··· Information supplied

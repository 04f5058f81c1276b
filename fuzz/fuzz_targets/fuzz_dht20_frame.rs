//! Fuzz target: `dht20::parse_frame`
//!
//! Drives arbitrary 7-byte frames into the measurement decoder and
//! asserts that it never panics and that every accepted frame decodes
//! to values inside the sensor's physical output range.
//!
//! cargo fuzz run fuzz_dht20_frame

#![no_main]

use libfuzzer_sys::fuzz_target;
use mistkeeper::sensors::dht20::parse_frame;

fuzz_target!(|data: &[u8]| {
    if data.len() < 7 {
        return;
    }
    let mut frame = [0u8; 7];
    frame.copy_from_slice(&data[..7]);

    if let Ok(raw) = parse_frame(&frame) {
        // 20-bit raw words bound the decoded ranges.
        assert!(raw.humidity_percent.is_finite());
        assert!((0.0..100.0).contains(&raw.humidity_percent));
        assert!(raw.temperature_c.is_finite());
        assert!((-50.0..150.0).contains(&raw.temperature_c));
    }
});
//! Conditioned climate readings.
//!
//! Wraps the raw [`Dht20`] driver behind [`SensorSource`]: readings are
//! rejected if non-finite, the board's humidity calibration offset is
//! applied, and the result is clamped to the physical 0..100 range.
//! Nothing downstream ever sees an unconditioned value.

use embedded_hal::delay::DelayNs;
use embedded_hal::i2c::I2c;

use crate::error::SensorError;
use crate::ports::SensorSource;
use crate::sensors::dht20::{Dht20, RawMeasurement};
use crate::state::Climate;

/// DHT20 plus the conditioning the rest of the system relies on.
pub struct ClimateSensor<I2C, D> {
    driver: Dht20<I2C>,
    delay: D,
    offset_percent: f32,
}

impl<I2C: I2c, D: DelayNs> ClimateSensor<I2C, D> {
    pub fn new(i2c: I2C, delay: D, offset_percent: f32) -> Self {
        Self {
            driver: Dht20::new(i2c),
            delay,
            offset_percent,
        }
    }
}

impl<I2C: I2c, D: DelayNs> SensorSource for ClimateSensor<I2C, D> {
    fn read(&mut self) -> Result<Climate, SensorError> {
        let raw = self.driver.read(&mut self.delay)?;
        condition(raw, self.offset_percent)
    }
}

/// Apply the calibration offset and range checks to a raw measurement.
fn condition(raw: RawMeasurement, offset_percent: f32) -> Result<Climate, SensorError> {
    if !raw.temperature_c.is_finite() || !raw.humidity_percent.is_finite() {
        return Err(SensorError::NonFinite);
    }
    Ok(Climate {
        temperature_c: raw.temperature_c,
        humidity_percent: (raw.humidity_percent + offset_percent).clamp(0.0, 100.0),
    })
}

······

Your task: Reproduce every line above, keeping each word exactly as it appears.

Exercise output:
repository 04f5058f81c1276b
filename fuzz/fuzz_targets/fuzz_dht20_frame.rs
//! Fuzz target: `dht20::parse_frame`
//!
//! Drives arbitrary 7-byte frames into the measurement decoder and
//! asserts that it never panics and that every accepted frame decodes
//! to values inside the sensor's physical output range.
//!
//! cargo fuzz run fuzz_dht20_frame

#![no_main]

use libfuzzer_sys::fuzz_target;
use mistkeeper::sensors::dht20::parse_frame;

fuzz_target!(|data: &[u8]| {
    if data.len() < 7 {
        return;
    }
    let mut frame = [0u8; 7];
    frame.copy_from_slice(&data[..7]);

    if let Ok(raw) = parse_frame(&frame) {
        // 20-bit raw words bound the decoded ranges.
        assert!(raw.humidity_percent.is_finite());
        assert!((0.0..100.0).contains(&raw.humidity_percent));
        assert!(raw.temperature_c.is_finite());
        assert!((-50.0..150.0).contains(&raw.temperature_c));
    }
});
//! Conditioned climate readings.
//!
//! Wraps the raw [`Dht20`] driver behind [`SensorSource`]: readings are
//! rejected if non-finite, the board's humidity calibration offset is
//! applied, and the result is clamped to the physical 0..100 range.
//! Nothing downstream ever sees an unconditioned value.

use embedded_hal::delay::DelayNs;
use embedded_hal::i2c::I2c;

use crate::error::SensorError;
use crate::ports::SensorSource;
use crate::sensors::dht20::{Dht20, RawMeasurement};
use crate::state::Climate;

/// DHT20 plus the conditioning the rest of the system relies on.
pub struct ClimateSensor<I2C, D> {
    driver: Dht20<I2C>,
    delay: D,
    offset_percent: f32,
}

impl<I2C: I2c, D: DelayNs> ClimateSensor<I2C, D> {
    pub fn new(i2c: I2C, delay: D, offset_percent: f32) -> Self {
        Self {
            driver: Dht20::new(i2c),
            delay,
            offset_percent,
        }
    }
}

impl<I2C: I2c, D: DelayNs> SensorSource for ClimateSensor<I2C, D> {
    fn read(&mut self) -> Result<Climate, SensorError> {
        let raw = self.driver.read(&mut self.delay)?;
        condition(raw, self.offset_percent)
    }
}

/// Apply the calibration offset and range checks to a raw measurement.
fn condition(raw: RawMeasurement, offset_percent: f32) -> Result<Climate, SensorError> {
    if !raw.temperature_c.is_finite() || !raw.humidity_percent.is_finite() {
        return Err(SensorError::NonFinite);
    }
    Ok(Climate {
        temperature_c: raw.temperature_c,
        humidity_percent: (raw.humidity_percent + offset_percent).clamp(0.0, 100.0),
    })
}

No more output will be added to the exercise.